▶ Task goal
Give back an exact copy of the lines below, from the first through the line with "pub trait CommandExecutor: Send"; please stop there.

++++ Available data ++++

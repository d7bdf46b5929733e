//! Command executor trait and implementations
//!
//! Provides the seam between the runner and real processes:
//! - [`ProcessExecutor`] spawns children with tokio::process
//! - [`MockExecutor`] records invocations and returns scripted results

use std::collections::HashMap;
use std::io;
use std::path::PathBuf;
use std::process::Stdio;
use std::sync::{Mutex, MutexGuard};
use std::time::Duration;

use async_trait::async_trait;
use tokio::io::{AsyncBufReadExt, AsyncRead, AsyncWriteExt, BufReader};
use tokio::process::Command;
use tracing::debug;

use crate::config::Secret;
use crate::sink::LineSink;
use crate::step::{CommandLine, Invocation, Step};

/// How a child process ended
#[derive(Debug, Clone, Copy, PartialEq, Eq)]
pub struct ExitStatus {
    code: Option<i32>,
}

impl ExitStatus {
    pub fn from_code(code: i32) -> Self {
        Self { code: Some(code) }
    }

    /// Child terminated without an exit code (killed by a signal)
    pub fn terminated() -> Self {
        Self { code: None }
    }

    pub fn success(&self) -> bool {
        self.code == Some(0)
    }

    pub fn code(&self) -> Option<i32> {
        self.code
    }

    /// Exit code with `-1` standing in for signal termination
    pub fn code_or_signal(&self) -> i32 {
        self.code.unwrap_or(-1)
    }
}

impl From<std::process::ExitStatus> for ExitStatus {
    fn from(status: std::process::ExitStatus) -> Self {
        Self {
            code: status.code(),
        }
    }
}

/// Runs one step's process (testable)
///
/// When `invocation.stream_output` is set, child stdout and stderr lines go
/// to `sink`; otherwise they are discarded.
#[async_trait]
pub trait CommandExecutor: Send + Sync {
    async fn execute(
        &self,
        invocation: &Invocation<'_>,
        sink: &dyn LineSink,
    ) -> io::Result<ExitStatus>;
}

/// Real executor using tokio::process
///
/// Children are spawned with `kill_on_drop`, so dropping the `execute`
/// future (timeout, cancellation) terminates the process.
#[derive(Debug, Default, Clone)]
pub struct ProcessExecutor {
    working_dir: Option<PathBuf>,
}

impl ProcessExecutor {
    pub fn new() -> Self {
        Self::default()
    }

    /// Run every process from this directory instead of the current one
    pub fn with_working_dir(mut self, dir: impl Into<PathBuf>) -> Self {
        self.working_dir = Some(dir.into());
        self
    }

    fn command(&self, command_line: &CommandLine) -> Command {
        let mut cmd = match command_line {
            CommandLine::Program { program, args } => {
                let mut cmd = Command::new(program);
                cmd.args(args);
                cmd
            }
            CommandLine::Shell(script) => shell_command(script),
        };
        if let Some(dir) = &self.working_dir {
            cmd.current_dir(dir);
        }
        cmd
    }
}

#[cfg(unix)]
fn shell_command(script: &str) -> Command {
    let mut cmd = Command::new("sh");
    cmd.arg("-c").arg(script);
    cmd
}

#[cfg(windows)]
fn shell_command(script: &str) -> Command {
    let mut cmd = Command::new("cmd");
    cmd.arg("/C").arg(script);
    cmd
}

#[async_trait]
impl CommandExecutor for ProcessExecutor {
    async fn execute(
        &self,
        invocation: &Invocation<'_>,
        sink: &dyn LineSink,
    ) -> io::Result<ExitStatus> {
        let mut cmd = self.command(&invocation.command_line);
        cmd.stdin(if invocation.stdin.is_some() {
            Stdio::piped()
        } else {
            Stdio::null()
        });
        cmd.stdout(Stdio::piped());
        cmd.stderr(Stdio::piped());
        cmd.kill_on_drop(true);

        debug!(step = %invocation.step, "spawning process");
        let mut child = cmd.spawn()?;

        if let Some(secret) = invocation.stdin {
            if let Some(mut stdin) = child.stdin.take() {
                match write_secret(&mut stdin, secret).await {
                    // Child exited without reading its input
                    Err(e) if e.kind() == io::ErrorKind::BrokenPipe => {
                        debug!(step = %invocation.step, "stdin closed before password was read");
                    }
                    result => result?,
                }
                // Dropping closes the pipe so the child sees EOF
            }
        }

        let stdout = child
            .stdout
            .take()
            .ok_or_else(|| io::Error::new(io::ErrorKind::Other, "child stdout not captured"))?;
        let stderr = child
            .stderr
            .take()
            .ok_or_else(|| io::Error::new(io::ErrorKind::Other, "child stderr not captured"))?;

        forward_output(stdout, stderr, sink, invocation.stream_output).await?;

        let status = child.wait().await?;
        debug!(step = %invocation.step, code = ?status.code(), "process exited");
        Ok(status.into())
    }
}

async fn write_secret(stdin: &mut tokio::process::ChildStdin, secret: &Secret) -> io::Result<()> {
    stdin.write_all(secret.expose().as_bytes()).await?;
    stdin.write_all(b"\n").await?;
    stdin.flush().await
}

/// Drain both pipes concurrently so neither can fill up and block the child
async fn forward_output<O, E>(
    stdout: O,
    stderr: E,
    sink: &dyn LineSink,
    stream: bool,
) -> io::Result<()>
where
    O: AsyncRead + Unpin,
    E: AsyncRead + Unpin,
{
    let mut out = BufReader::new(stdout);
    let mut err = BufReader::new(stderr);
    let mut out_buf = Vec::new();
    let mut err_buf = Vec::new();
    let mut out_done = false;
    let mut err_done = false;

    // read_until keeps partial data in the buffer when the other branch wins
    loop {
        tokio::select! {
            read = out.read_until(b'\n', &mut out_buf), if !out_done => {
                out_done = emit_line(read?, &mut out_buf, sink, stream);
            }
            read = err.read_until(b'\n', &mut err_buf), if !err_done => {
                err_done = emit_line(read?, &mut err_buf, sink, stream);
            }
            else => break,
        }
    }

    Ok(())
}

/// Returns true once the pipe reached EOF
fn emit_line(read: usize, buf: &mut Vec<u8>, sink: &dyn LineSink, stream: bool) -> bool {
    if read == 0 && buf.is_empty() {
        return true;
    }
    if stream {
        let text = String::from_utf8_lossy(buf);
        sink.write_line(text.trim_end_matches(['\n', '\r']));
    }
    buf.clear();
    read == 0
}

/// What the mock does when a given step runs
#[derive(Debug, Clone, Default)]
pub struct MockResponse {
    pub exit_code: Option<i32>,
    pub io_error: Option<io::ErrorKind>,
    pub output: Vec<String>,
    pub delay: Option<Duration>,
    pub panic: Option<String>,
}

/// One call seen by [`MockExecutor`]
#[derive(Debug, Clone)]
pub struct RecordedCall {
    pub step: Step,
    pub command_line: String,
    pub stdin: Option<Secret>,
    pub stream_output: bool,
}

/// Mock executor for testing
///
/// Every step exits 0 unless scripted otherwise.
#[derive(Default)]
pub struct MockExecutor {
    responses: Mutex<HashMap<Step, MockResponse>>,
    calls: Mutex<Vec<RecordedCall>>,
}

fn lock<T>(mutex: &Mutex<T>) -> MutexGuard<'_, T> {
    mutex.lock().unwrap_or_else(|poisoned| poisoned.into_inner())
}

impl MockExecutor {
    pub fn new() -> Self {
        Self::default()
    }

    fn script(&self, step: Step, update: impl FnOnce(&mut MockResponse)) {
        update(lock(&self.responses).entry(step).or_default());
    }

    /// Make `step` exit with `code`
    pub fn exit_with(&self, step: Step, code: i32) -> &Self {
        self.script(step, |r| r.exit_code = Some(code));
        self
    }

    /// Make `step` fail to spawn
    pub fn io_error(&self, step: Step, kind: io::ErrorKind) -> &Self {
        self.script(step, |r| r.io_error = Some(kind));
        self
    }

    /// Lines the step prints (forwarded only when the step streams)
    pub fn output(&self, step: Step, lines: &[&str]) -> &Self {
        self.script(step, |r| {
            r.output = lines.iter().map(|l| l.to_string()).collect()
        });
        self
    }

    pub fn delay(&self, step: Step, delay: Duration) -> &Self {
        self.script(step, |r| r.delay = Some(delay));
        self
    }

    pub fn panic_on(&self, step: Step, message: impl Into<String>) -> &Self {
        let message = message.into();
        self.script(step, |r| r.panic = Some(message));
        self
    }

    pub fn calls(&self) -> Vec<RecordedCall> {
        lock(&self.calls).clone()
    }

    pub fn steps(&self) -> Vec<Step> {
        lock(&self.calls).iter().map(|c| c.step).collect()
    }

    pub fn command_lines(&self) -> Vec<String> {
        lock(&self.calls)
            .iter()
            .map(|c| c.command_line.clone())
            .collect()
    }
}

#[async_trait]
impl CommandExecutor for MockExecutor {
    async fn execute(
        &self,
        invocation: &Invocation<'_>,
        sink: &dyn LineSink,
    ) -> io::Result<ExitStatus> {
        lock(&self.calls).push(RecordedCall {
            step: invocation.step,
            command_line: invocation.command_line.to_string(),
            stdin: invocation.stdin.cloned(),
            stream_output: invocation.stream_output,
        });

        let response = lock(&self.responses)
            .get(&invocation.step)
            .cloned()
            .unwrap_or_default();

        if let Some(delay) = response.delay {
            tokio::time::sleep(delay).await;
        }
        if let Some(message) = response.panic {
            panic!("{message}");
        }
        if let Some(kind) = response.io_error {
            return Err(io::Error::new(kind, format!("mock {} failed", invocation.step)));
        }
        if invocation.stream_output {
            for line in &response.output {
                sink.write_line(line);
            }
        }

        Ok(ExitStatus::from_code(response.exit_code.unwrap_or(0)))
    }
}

++++

▶ Answer section
repository d7bdf46b5929733e
//! Command executor trait and implementations
//!
//! Provides the seam between the runner and real processes:
//! - [`ProcessExecutor`] spawns children with tokio::process
//! - [`MockExecutor`] records invocations and returns scripted results

use std::collections::HashMap;
use std::io;
use std::path::PathBuf;
use std::process::Stdio;
use std::sync::{Mutex, MutexGuard};
use std::time::Duration;

use async_trait::async_trait;
use tokio::io::{AsyncBufReadExt, AsyncRead, AsyncWriteExt, BufReader};
use tokio::process::Command;
use tracing::debug;

use crate::config::Secret;
use crate::sink::LineSink;
use crate::step::{CommandLine, Invocation, Step};

/// How a child process ended
#[derive(Debug, Clone, Copy, PartialEq, Eq)]
pub struct ExitStatus {
    code: Option<i32>,
}

impl ExitStatus {
    pub fn from_code(code: i32) -> Self {
        Self { code: Some(code) }
    }

    /// Child terminated without an exit code (killed by a signal)
    pub fn terminated() -> Self {
        Self { code: None }
    }

    pub fn success(&self) -> bool {
        self.code == Some(0)
    }

    pub fn code(&self) -> Option<i32> {
        self.code
    }

    /// Exit code with `-1` standing in for signal termination
    pub fn code_or_signal(&self) -> i32 {
        self.code.unwrap_or(-1)
    }
}

impl From<std::process::ExitStatus> for ExitStatus {
    fn from(status: std::process::ExitStatus) -> Self {
        Self {
            code: status.code(),
        }
    }
}

/// Runs one step's process (testable)
///
/// When `invocation.stream_output` is set, child stdout and stderr lines go
/// to `sink`; otherwise they are discarded.
#[async_trait]
pub trait CommandExecutor: Send + Sync {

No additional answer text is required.